Croatia - Ustasha ideology
12/13/2025
09:48

BELGRADE, DECEMBER 13 /SRNA/ – The song “Bojna Čavoglave” by controversial singer Marko Perković Thompson, because of the Ustasha salute “Za dom spremni/For homeland-ready!”, is turning into Croatia’s unofficial anthem, said Mile Bosnić, the head of the Association of Displaced Serbs from Croatia.
Bosnić stressed that the euphoria in Croatia, triggered by a new series of Thompson’s concerts at which both he and the audience continue to shout the Ustasha salute “Za dom spremni” in the song “Bojna Čavoglave,” shows that Croatian society, or at least its majority, is sick and incapable of understanding what it produces by glorifying the worst criminals.
Commenting on statements by HDZ councilors in the Zagreb city assembly who claim that Thompson’s song “Bojna Čavoglave” is, as they say, “a work of art created in the 1990s with no connection to the Second World War,” Bosnić said it is well known which profession is competent to give such so-called assessments.
“Croatian historians themselves have clearly said that ‘Za dom spremni’ is an Ustasha salute from the time of the NDH, when horrific crimes were committed.
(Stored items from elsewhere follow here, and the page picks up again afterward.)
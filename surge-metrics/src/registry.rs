use std::collections::BTreeMap;
use std::sync::Arc;

use dashmap::DashMap;

use crate::error::{Error, Result};
use crate::metrics::{MetricHandle, MetricKind, MetricStorage, MetricValue};
use crate::sample::{Sample, SampleValue};
use crate::snapshot::{MetricSnapshot, SnapshotValue, TrendSnapshot};

/// Named, typed metrics shared by every client of a run.
///
/// A metric's kind is fixed by whoever touches it first, either through [`Registry::register`] or
/// implicitly through the first [`Sample`] recorded for the name. Later use with a different kind
/// is rejected with [`Error::KindConflict`] and leaves the metric untouched.
///
/// The map is sharded and every metric carries its own synchronization, so concurrent writers to
/// different metrics never contend on a shared lock.
#[derive(Debug, Default)]
pub struct Registry {
    metrics: DashMap<Arc<str>, MetricStorage>,
}

impl Registry {
    pub fn register(&self, name: &str, kind: MetricKind) -> Result<MetricHandle> {
        if let Some(existing) = self.metrics.get(name) {
            return check_kind(name, existing.value(), kind);
        }

        let entry = self
            .metrics
            .entry(Arc::from(name))
            .or_insert_with(|| MetricStorage::new(kind));
        check_kind(name, entry.value(), kind)
    }

    pub fn handle(&self, name: &str) -> Option<MetricHandle> {
        self.metrics.get(name).map(|m| m.value().handle())
    }

    pub fn kind_of(&self, name: &str) -> Option<MetricKind> {
        self.metrics.get(name).map(|m| m.value().kind())
    }

    pub fn contains(&self, name: &str) -> bool {
        self.metrics.contains_key(name)
    }

    pub fn record(&self, sample: &Sample) -> Result<()> {
        let handle = self.register(&sample.metric, sample.kind())?;
        apply(&handle, sample.value);
        Ok(())
    }

    pub fn snapshot(&self, name: &str) -> Option<MetricSnapshot> {
        // Clone the handle out so the shard guard is released before any histogram lock is taken.
        let handle = self.handle(name)?;
        Some(snapshot_of(name, &handle))
    }

    /// Snapshots of every registered metric, sorted by name.
    pub fn snapshot_all(&self) -> Vec<MetricSnapshot> {
        let handles: Vec<(Arc<str>, MetricHandle)> = self
            .metrics
            .iter()
            .map(|e| (e.key().clone(), e.value().handle()))
            .collect();

        let mut out: Vec<MetricSnapshot> = handles
            .iter()
            .map(|(name, handle)| snapshot_of(name, handle))
            .collect();
        out.sort_by(|a, b| a.name.cmp(&b.name));
        out
    }

    pub fn summarize(&self) -> BTreeMap<String, MetricValue> {
        self.snapshot_all()
            .into_iter()
            .map(|s| {
                let value = s.summary();
                (s.name, value)
            })
            .collect()
    }
}

fn check_kind(name: &str, storage: &MetricStorage, requested: MetricKind) -> Result<MetricHandle> {
    let registered = storage.kind();
    if registered != requested {
        return Err(Error::KindConflict {
            metric: name.to_string(),
            registered,
            requested,
        });
    }
    Ok(storage.handle())
}

fn apply(handle: &MetricHandle, value: SampleValue) {
    match value {
        SampleValue::Counter(v) => handle.increment(v),
        SampleValue::Gauge(v) => handle.set_gauge(v),
        SampleValue::Rate(hit) => handle.add_rate(hit),
        SampleValue::Trend(v) => handle.observe(v),
    }
}

fn snapshot_of(name: &str, handle: &MetricHandle) -> MetricSnapshot {
    let value = match handle {
        MetricHandle::Counter(_) => SnapshotValue::Counter(handle.get_counter()),
        MetricHandle::Gauge(_) => SnapshotValue::Gauge(handle.get_gauge()),
        MetricHandle::Rate(_) => {
            let (total, hits) = handle.get_rate();
            SnapshotValue::Rate { total, hits }
        }
        MetricHandle::Trend(h) => SnapshotValue::Trend(TrendSnapshot::new(h.lock().clone())),
    };

    MetricSnapshot {
        name: name.to_string(),
        value,
    }
}

#[cfg(test)]
mod tests {
    use super::*;

    #[test]
    fn first_sample_registers_metric_with_its_kind() {
        let reg = Registry::default();
        assert!(!reg.contains("errors"));

        reg.record(&Sample::rate("errors", true))
            .unwrap_or_else(|e| panic!("{e}"));

        assert_eq!(reg.kind_of("errors"), Some(MetricKind::Rate));
        let snap = reg
            .snapshot("errors")
            .unwrap_or_else(|| panic!("expected snapshot"));
        assert!(matches!(
            snap.value,
            SnapshotValue::Rate { total: 1, hits: 1 }
        ));
    }

    #[test]
    fn sample_of_another_kind_is_rejected_and_ignored() {
        let reg = Registry::default();
        reg.record(&Sample::counter("http_reqs", 3))
            .unwrap_or_else(|e| panic!("{e}"));

        let err = match reg.record(&Sample::trend("http_reqs", 12.0)) {
            Ok(()) => panic!("expected kind conflict"),
            Err(e) => e,
        };
        assert_eq!(
            err,
            Error::KindConflict {
                metric: "http_reqs".to_string(),
                registered: MetricKind::Counter,
                requested: MetricKind::Trend,
            }
        );

        let summary = reg.summarize();
        assert_eq!(summary.get("http_reqs"), Some(&MetricValue::Counter(3)));
    }

    #[test]
    fn register_is_idempotent_for_same_kind() {
        let reg = Registry::default();
        let a = reg
            .register("vus", MetricKind::Gauge)
            .unwrap_or_else(|e| panic!("{e}"));
        let b = reg
            .register("vus", MetricKind::Gauge)
            .unwrap_or_else(|e| panic!("{e}"));

        a.set_gauge(7);
        assert_eq!(b.get_gauge(), 7);
        assert!(reg.register("vus", MetricKind::Counter).is_err());
    }

    #[test]
    fn snapshot_is_detached_from_later_samples() {
        let reg = Registry::default();
        reg.record(&Sample::trend("latency", 5.0))
            .unwrap_or_else(|e| panic!("{e}"));

        let before = reg
            .snapshot("latency")
            .unwrap_or_else(|| panic!("expected snapshot"));
        reg.record(&Sample::trend("latency", 50.0))
            .unwrap_or_else(|e| panic!("{e}"));

        let SnapshotValue::Trend(t) = before.value else {
            panic!("expected trend snapshot");
        };
        assert_eq!(t.count(), 1);
    }

    #[test]
    fn summarize_is_sorted_by_name() {
        let reg = Registry::default();
        for name in ["zeta", "alpha", "mid"] {
            reg.record(&Sample::counter(name, 1))
                .unwrap_or_else(|e| panic!("{e}"));
        }

        let names: Vec<String> = reg.summarize().into_keys().collect();
        assert_eq!(names, vec!["alpha", "mid", "zeta"]);
    }

    #[test]
    fn concurrent_rate_samples_are_order_independent() {
        let reg = Arc::new(Registry::default());
        let writers = 8u64;
        let per_writer = 1_000u64;

        std::thread::scope(|scope| {
            for w in 0..writers {
                let reg = reg.clone();
                scope.spawn(move || {
                    for i in 0..per_writer {
                        // Every writer interleaves hits differently; the total must not care.
                        let hit = (i + w) % 4 == 0;
                        let _ = reg.record(&Sample::rate("checks", hit));
                        let _ = reg.record(&Sample::trend("latency", i as f64));
                    }
                });
            }
        });

        let snap = reg
            .snapshot("checks")
            .unwrap_or_else(|| panic!("expected snapshot"));
        match snap.summary() {
            MetricValue::Rate { total, hits, rate } => {
                assert_eq!(total, writers * per_writer);
                assert_eq!(hits, writers * per_writer / 4);
                assert_eq!(rate, Some(0.25));
            }
            other => panic!("unexpected value: {other:?}"),
        }

        let latency = reg
            .snapshot("latency")
            .unwrap_or_else(|| panic!("expected snapshot"));
        assert_eq!(latency.summary().sample_count(), writers * per_writer);
    }
}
It is enough to mention the killing of more than 100,000 children in over 100 different ways, and yet someone defends and even glorifies that. That is already a serious stage of illness and pathology,” Bosnić told SRNA.
Speaking about the City of Zagreb’s regulation banning the use of the Ustasha salute and announcements of a possible ban on Thompson’s New Year’s concert, Bosnić does not believe this will happen and says that even if a ban is imposed, it would only embolden Thompson and his followers to promote the criminal salute and Ustasha ideology even more strongly.
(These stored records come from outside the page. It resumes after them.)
use std::time::Duration;

use bytes::Bytes;

#[derive(Debug, Clone, PartialEq, Eq)]
pub struct HttpResponse {
    pub status: u16,
    pub body: Bytes,
    /// Response headers (lowercased header names). Multiple values are joined with ", ".
    pub headers: Vec<(String, String)>,
    /// Time from sending the request until the whole body was read.
    pub elapsed: Duration,
}

impl HttpResponse {
    pub fn body_utf8(&self) -> Option<&str> {
        std::str::from_utf8(&self.body).ok()
    }

    pub fn header(&self, name: &str) -> Option<&str> {
        self.headers
            .iter()
            .find(|(k, _)| k.eq_ignore_ascii_case(name))
            .map(|(_, v)| v.as_str())
    }
}

#[derive(Debug, Clone)]
pub struct HttpRequest {
    pub method: http::Method,
    pub url: String,
    pub headers: Vec<(String, String)>,
    pub body: Bytes,
    pub timeout: Option<Duration>,
}

impl HttpRequest {
    pub fn new(method: http::Method, url: impl Into<String>) -> Self {
        Self {
            method,
            url: url.into(),
            headers: Vec::new(),
            body: Bytes::new(),
            timeout: None,
        }
    }

    pub fn get(url: impl Into<String>) -> Self {
        Self::new(http::Method::GET, url)
    }

    pub fn post(url: impl Into<String>, body: impl Into<Bytes>) -> Self {
        Self {
            body: body.into(),
            ..Self::new(http::Method::POST, url)
        }
    }

    #[must_use]
    pub fn with_header(mut self, name: impl Into<String>, value: impl Into<String>) -> Self {
        self.headers.push((name.into(), value.into()));
        self
    }

    #[must_use]
    pub fn with_timeout(mut self, timeout: Option<Duration>) -> Self {
        self.timeout = timeout;
        self
    }

    /// `METHOD url`, used to identify the request in results.
    pub fn describe(&self) -> String {
        format!("{} {}", self.method, self.url)
    }
}

#[cfg(test)]
mod tests {
    use super::*;

    #[test]
    fn builder_collects_headers_and_body() {
        let req = HttpRequest::post("http://localhost/api", r#"{"a":1}"#)
            .with_header("Content-Type", "application/json")
            .with_timeout(Some(Duration::from_secs(2)));

        assert_eq!(req.method, http::Method::POST);
        assert_eq!(req.body, Bytes::from_static(br#"{"a":1}"#));
        assert_eq!(
            req.headers,
            vec![("Content-Type".to_string(), "application/json".to_string())]
        );
        assert_eq!(req.timeout, Some(Duration::from_secs(2)));
        assert_eq!(req.describe(), "POST http://localhost/api");
    }

    #[test]
    fn header_lookup_is_case_insensitive() {
        let res = HttpResponse {
            status: 200,
            body: Bytes::from_static(b"ok"),
            headers: vec![("content-type".to_string(), "text/plain".to_string())],
            elapsed: Duration::ZERO,
        };
        assert_eq!(res.header("Content-Type"), Some("text/plain"));
        assert_eq!(res.header("x-missing"), None);
        assert_eq!(res.body_utf8(), Some("ok"));
    }
}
If there is a ban, Bosnić assessed, other cities will rush to invite Thompson to perform there.
“I think all of this is a well-thought-out move that gives Thompson additional strength. It only pumps up the euphoria around Thompson, and the song ‘Bojna Čavoglave,’ because of the Ustasha salute, is turning into a kind of unofficial anthem of Croatia,” Bosnić said.
He believes that Thompson was chosen to carry this entire story because a person with even a little sense and morality would not be able to do this, but emphasized that this is not only about the Ustaše and the NDH, but about Croatian history in general and its complexes, which create a need to constantly invent enemies and always place Serbs at the top of the list.
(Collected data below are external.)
use surge_core::runner::RunResult;

#[derive(Debug, Clone, Copy, PartialEq, Eq)]
#[repr(i32)]
pub enum ExitCode {
    Success = 0,

    /// One or more thresholds failed on the final evaluation.
    ThresholdsFailed = 11,

    /// An abort-on-fail threshold stopped the run early.
    Aborted = 12,

    /// The run was interrupted (Ctrl-C) before its timeline finished.
    Interrupted = 13,

    /// Invalid CLI/config (bad flags, invalid durations, stages, threshold syntax, etc.).
    InvalidInput = 30,

    /// Internal/runtime error (IO errors, failed tasks, unexpected invariants).
    RuntimeError = 40,
}

impl ExitCode {
    #[must_use]
    pub fn as_i32(self) -> i32 {
        self as i32
    }

    /// An abort wins over an interruption, which wins over plain threshold failures.
    #[must_use]
    pub fn from_result(result: &RunResult) -> Self {
        if result.aborted.is_some() {
            Self::Aborted
        } else if result.interrupted {
            Self::Interrupted
        } else if !result.passed {
            Self::ThresholdsFailed
        } else {
            Self::Success
        }
    }
}
use std::sync::Arc;
use std::time::Duration;

use tokio::time::Instant;

use super::builtin::BuiltinMetrics;
use super::schedule::ConcurrencyTimeline;
use super::scheduler::ClientActivity;

#[derive(Debug, Clone, Default, PartialEq)]
pub struct LiveMetrics {
    pub iterations_total: u64,
    pub errors_total: u64,
    pub requests_total: u64,
    pub checks_failed_total: u64,

    /// Requests/sec observed during the last progress interval.
    pub rps_now: f64,

    /// Iterations/sec observed during the last progress interval.
    pub iterations_per_sec_now: f64,

    /// p95 of `http_req_duration` over the whole run so far, in milliseconds.
    pub latency_p95_ms: Option<f64>,
}

#[derive(Debug, Clone, PartialEq, Eq)]
pub struct StageProgress {
    /// 1-based stage index.
    pub stage: usize,
    pub stages: usize,
    pub stage_elapsed: Duration,
    pub stage_remaining: Duration,
    pub start_target: u64,
    pub end_target: u64,
    pub current_target: u64,
}

#[derive(Debug, Clone, Copy, Default, PartialEq, Eq)]
pub struct ClientCounts {
    pub live: u64,
    pub draining: u64,
    pub peak: u64,
}

#[derive(Debug, Clone, PartialEq)]
pub struct ProgressUpdate {
    /// Monotonic tick counter (1-based) for progress emissions.
    pub tick: u64,
    pub elapsed: Duration,
    pub total_duration: Duration,
    pub stage: Option<StageProgress>,
    pub clients: ClientCounts,
    pub metrics: LiveMetrics,
}

pub type ProgressFn = Arc<dyn Fn(ProgressUpdate) + Send + Sync + 'static>;

pub(crate) struct ProgressSampler {
    metrics: Arc<BuiltinMetrics>,
    activity: Arc<ClientActivity>,
    timeline: Arc<ConcurrencyTimeline>,
    tick: u64,
    last_at: Instant,
    last_requests: u64,
    last_iterations: u64,
}

impl ProgressSampler {
    pub(crate) fn new(
        metrics: Arc<BuiltinMetrics>,
        activity: Arc<ClientActivity>,
        timeline: Arc<ConcurrencyTimeline>,
    ) -> Self {
        Self {
            metrics,
            activity,
            timeline,
            tick: 0,
            last_at: Instant::now(),
            last_requests: 0,
            last_iterations: 0,
        }
    }

    pub(crate) fn sample(&mut self, elapsed: Duration) -> ProgressUpdate {
        self.tick = self.tick.saturating_add(1);

        let now = Instant::now();
        let dt = now.duration_since(self.last_at).as_secs_f64().max(1e-9);
        self.last_at = now;

        let totals = self.metrics.totals();
        let delta_requests = totals.requests.saturating_sub(self.last_requests);
        let delta_iterations = totals.iterations.saturating_sub(self.last_iterations);
        self.last_requests = totals.requests;
        self.last_iterations = totals.iterations;

        let stage = self
            .timeline
            .stage_snapshot_at(elapsed)
            .map(|st| StageProgress {
                stage: st.index + 1,
                stages: st.count,
                stage_elapsed: st.stage_elapsed,
                stage_remaining: st.stage_remaining,
                start_target: st.start_target,
                end_target: st.end_target,
                current_target: st.current_target,
            });

        ProgressUpdate {
            tick: self.tick,
            elapsed,
            total_duration: self.timeline.total_duration(),
            stage,
            clients: ClientCounts {
                live: self.activity.live(),
                draining: self.activity.draining(),
                peak: self.activity.peak(),
            },
            metrics: LiveMetrics {
                iterations_total: totals.iterations,
                errors_total: totals.errors,
                requests_total: totals.requests,
                checks_failed_total: totals.checks_failed,
                rps_now: delta_requests as f64 / dt,
                iterations_per_sec_now: delta_iterations as f64 / dt,
                latency_p95_ms: self.metrics.request_latency_p95(),
            },
        }
    }
}
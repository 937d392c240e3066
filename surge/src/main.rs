mod cli;
mod config_yaml;
mod exit_codes;
mod logging;
mod output;
mod run;
mod run_error;
mod workload;

use clap::Parser;
use mimalloc::MiMalloc;

#[global_allocator]
static GLOBAL: MiMalloc = MiMalloc;

#[tokio::main]
async fn main() {
    let cli = match cli::Cli::try_parse() {
        Ok(v) => v,
        Err(err) => {
            use clap::error::ErrorKind;
            let _ = err.print();
            let code = match err.kind() {
                ErrorKind::DisplayHelp | ErrorKind::DisplayVersion => {
                    exit_codes::ExitCode::Success.as_i32()
                }
                _ => exit_codes::ExitCode::InvalidInput.as_i32(),
            };
            std::process::exit(code);
        }
    };

    logging::init(cli.log_format);

    let outcome = match cli.command {
        cli::Command::Run(args) => run::run(args).await,
        cli::Command::Validate(args) => run::validate(args)
            .await
            .map(|()| exit_codes::ExitCode::Success),
    };

    let code = match outcome {
        Ok(code) => code.as_i32(),
        Err(err) => {
            eprintln!("error: {err}");
            err.exit_code().as_i32()
        }
    };

    std::process::exit(code);
}
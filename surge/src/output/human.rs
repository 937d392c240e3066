use std::path::Path;
use std::sync::Arc;

mod format;
mod progress;
mod summary;

use format::{format_duration, format_ms_opt, format_observed, format_rate};
use progress::HumanProgress;
use summary::render;
use surge_core::runner::{ProgressFn, ProgressUpdate, RunResult};

use super::OutputFormatter;
use crate::config_yaml::ResolvedConfig;

pub(crate) struct HumanReadableOutput {
    progress: Arc<HumanProgress>,
}

impl HumanReadableOutput {
    pub(crate) fn new() -> Self {
        Self {
            progress: Arc::new(HumanProgress::new()),
        }
    }
}

fn progress_message(u: &ProgressUpdate) -> String {
    let mut msg = match &u.stage {
        Some(stage) => format!(
            "stage={}/{} target={} clients={}",
            stage.stage, stage.stages, stage.current_target, u.clients.live
        ),
        None => format!("clients={}", u.clients.live),
    };
    if u.clients.draining > 0 {
        msg.push_str(&format!(" draining={}", u.clients.draining));
    }

    let m = &u.metrics;
    msg.push_str(&format!(
        " elapsed={} iters/s={} rps={} p95={} errors={}",
        format_duration(u.elapsed),
        format_rate(m.iterations_per_sec_now),
        format_rate(m.rps_now),
        format_ms_opt(m.latency_p95_ms),
        m.errors_total
    ));
    msg
}

impl OutputFormatter for HumanReadableOutput {
    fn print_header(&self, config_path: &Path, config: &ResolvedConfig) {
        let run = &config.run;
        println!("config: {}", config_path.display());
        println!(
            "target: POST {} algorithm={} limit={} window={}",
            config.workload.url,
            config.workload.algorithm,
            config.workload.limit,
            config.workload.window
        );
        println!(
            "timeline: {} stage(s) over {}, up to {} clients",
            run.stages.len(),
            format_duration(run.total_duration()),
            run.max_clients()
        );
        for t in &run.thresholds {
            let abort = if t.abort_on_fail { " (abort on fail)" } else { "" };
            println!("threshold: {} {}{abort}", t.metric, t.source);
        }
        println!();
    }

    fn progress(&self) -> Option<ProgressFn> {
        let progress = self.progress.clone();
        Some(Arc::new(move |u| {
            progress.update(u.total_duration, u.elapsed, progress_message(&u));
        }))
    }

    fn print_summary(&self, result: &RunResult) -> anyhow::Result<()> {
        self.progress.finish();
        print!("{}", render(result));

        let failed: Vec<_> = result.failed_thresholds().collect();
        if !failed.is_empty() {
            eprintln!("thresholds failed:");
            for r in failed {
                eprintln!(
                    "  {}: {} (observed {})",
                    r.metric,
                    r.expression,
                    format_observed(r.observed)
                );
            }
        }

        Ok(())
    }
}
mod builtin;
mod config;
mod error;
mod executor;
mod pacer;
mod progress;
mod run;
mod schedule;
mod scheduler;
mod summary;
mod thresholds;
mod thresholds_eval;
mod workload;

pub use builtin::{
    CHECKS, ENGINE_ERRORS, ERRORS, HTTP_REQ_DURATION, HTTP_REQ_FAILED, HTTP_REQS, ITERATION_DURATION,
    ITERATIONS, ITERATIONS_CANCELLED, VUS, VUS_MAX, WORKLOAD_ERRORS,
};
pub use config::{ExpectedStatuses, RunConfig, Stage};
pub use error::{ConfigError, Error, Result};
pub use executor::ClientState;
pub use pacer::Pacing;
pub use progress::{ClientCounts, LiveMetrics, ProgressFn, ProgressUpdate, StageProgress};
pub use run::{RunHandle, run, start};
pub use schedule::{ConcurrencyTimeline, StageSnapshot};
pub use summary::{AbortInfo, DrainReport, RunResult, TimelineReport, Totals};
pub use thresholds::{Threshold, ThresholdAgg, ThresholdExpr, ThresholdOp, parse_threshold_expr};
pub use thresholds_eval::{FailureReason, ThresholdResult, all_passed, evaluate, evaluate_one};
pub use workload::{
    CheckResult, IterationContext, IterationOutcome, Workload, WorkloadError, WorkloadErrorKind,
    WorkloadResult,
};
“Serbs are always to blame for everything for them, both because they sing and because they are not allowed to sing,” Bosnić said, adding that “Thompson’s concerts are Catholic-chauvinist-Ustasha performances.”
He also pointed out that, due to his popularity, Thompson has almost been turned into one of the main interpreters of Croatian history, and assessed that the main sponsor of this controversial singer is the Catholic Church, which supports numerous fabrications not only from the time of the NDH but throughout Croatian history.
“The Church fuels all these stories about the arrival of Croats to these areas as early as the fourth century, about false baptisteries and all other historical falsifications, especially regarding the NDH and its role. The Catholic Church cannot realistically speak about the NDH when at that time there were mass forced conversions of Serbs, especially children,” Bosnić emphasized.
He believes that the forced conversion of Serbs in Croatia is still being carried out today, and that Serbs in cities are being pressured to change their religion and their names.
He also believes that Serbs themselves are partly responsible for the resurgence of neo-Ustashism in Croatia because Ustasha crimes in the NDH were not named by their true name in time - genocide.